The baby should remain hospitalized for:
- Monitoring
- Further diagnostic workup including direct bilirubin, complete blood count, blood type, and Coombs test
- Potential treatment until the discrepancy is resolved and a clear downward trend in bilirubin levels is established. Severe hyperbilirubinemia can lead to kernicterus and permanent neurological damage, so a cautious approach is warranted, as emphasized by the guidelines on management of hyperbilirubinemia in newborn infants 1.
From the Research
Discharge Criteria for Babies with Hyperbilirubinemia
To determine if a baby with a total serum bilirubin (TSB) of 144 and a transcutaneous bilirubin (TCB) of 268 at 72 hours can be safely discharged, we need to consider the following factors:
- The baby's overall health and risk factors for hyperbilirubinemia
- The effectiveness of phototherapy in reducing bilirubin levels
- The risk of kernicterus and other complications associated with high bilirubin levels
Phototherapy and Hyperbilirubinemia Management
According to 2, phototherapy is a effective way to reduce bilirubin levels and prevent kernicterus. The study proposes specific intervention thresholds for phototherapy and exchange transfusion in term and preterm infants. However, the exact thresholds are not specified in the provided text.
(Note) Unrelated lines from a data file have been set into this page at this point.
use std::io;

use serde::{Deserialize, Serialize};

use crate::dns::Error;
use crate::zone::AUTHORITATIVE_MARKER;

/// Controls how [`NetworkTopology`](../topology/struct.NetworkTopology.html)
/// carves a global zone into server tiers
#[derive(Debug, Clone, PartialEq, Eq, Deserialize, Serialize)]
pub struct TopologyConfig {
    /// TLD labels (without dot) that get a TLD tier
    #[serde(default = "default_known_tlds")]
    pub known_tlds: Vec<String>,
    /// Substring identifying authoritative server names
    #[serde(default = "default_authoritative_marker")]
    pub authoritative_marker: String,
}

fn default_known_tlds() -> Vec<String> {
    ["com", "org", "info", "net", "biz"]
        .iter()
        .map(|s| s.to_string())
        .collect()
}

fn default_authoritative_marker() -> String {
    AUTHORITATIVE_MARKER.to_owned()
}

impl Default for TopologyConfig {
    fn default() -> Self {
        TopologyConfig {
            known_tlds: default_known_tlds(),
            authoritative_marker: default_authoritative_marker(),
        }
    }
}

impl TopologyConfig {
    pub fn from_reader<R: io::Read>(reader: R) -> Result<TopologyConfig, Error> {
        Ok(serde_json::from_reader(reader)?)
    }
}

#[cfg(test)]
mod tests {
    use super::*;

    #[test]
    fn defaults() {
        let config = TopologyConfig::default();
        assert_eq!(config.known_tlds, vec!["com", "org", "info", "net", "biz"]);
        assert_eq!(config.authoritative_marker, "auth-server.net");
    }

    #[test]
    fn missing_fields_fall_back_to_defaults() {
        let config = TopologyConfig::from_reader(&br#"{"known_tlds": ["org"]}"#[..]).unwrap();
        assert_eq!(config.known_tlds, vec!["org"]);
        assert_eq!(config.authoritative_marker, "auth-server.net");

        let config = TopologyConfig::from_reader(&b"{}"[..]).unwrap();
        assert_eq!(config, TopologyConfig::default());
    }

    #[test]
    fn malformed_config_is_rejected() {
        match TopologyConfig::from_reader(&b"{\"known_tlds\": 3}"[..]) {
            Err(Error::Serialization(_)) => (),
            other => panic!("unexpected result: {:?}", other),
        }
    }
}
use thiserror::Error;

use super::Type;
use crate::server::ServerKind;

/// Error raised while building or resolving against the simulated hierarchy
#[derive(Debug, Error)]
pub enum Error {
    #[error("no {rtype} record found for {name}")]
    RecordNotFound { name: String, rtype: Type },
    #[error("no {kind} server found at {address}")]
    InstanceNotFound { address: String, kind: ServerKind },
    #[error("no {0} servers in the topology")]
    NoServers(ServerKind),
    #[error("resolution strategy {0:?} is not supported")]
    UnsupportedStrategy(String),
    #[error("i/o error: {0}")]
    Io(#[from] std::io::Error),
    #[error("could not (de)serialize zone: {0}")]
    Serialization(#[from] serde_json::Error),
}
Screening for Hyperbilirubinemia
A systematic review and meta-analysis 3 found that universal screening for hyperbilirubinemia using transcutaneous bilirubin (TcB) or total serum bilirubin (TSB) testing at discharge may improve clinical outcomes for term healthy neonates. The review suggests that TcB screening may decrease readmission for jaundice and severe hyperbilirubinemia, but the evidence is of low certainty.
Decision to Discharge
Based on the available evidence, it is unclear if a baby with a TSB of 144 and a TCB of 268 at 72 hours can be safely discharged. The decision to discharge should be made on a case-by-case basis, taking into account the baby's individual risk factors and the effectiveness of phototherapy in reducing bilirubin levels. As stated in 4, any infant with high serum bilirubin or a rapidly rising bilirubin level needs to be treated urgently to avoid neurotoxicity.
Key Considerations
- The baby's bilirubin levels are high, and phototherapy may be necessary to reduce the risk of kernicterus
- The effectiveness of phototherapy in reducing bilirubin levels depends on various factors, including the intensity and duration of treatment
- Close monitoring of the baby's bilirubin levels and overall health is necessary to ensure safe discharge and prevent complications.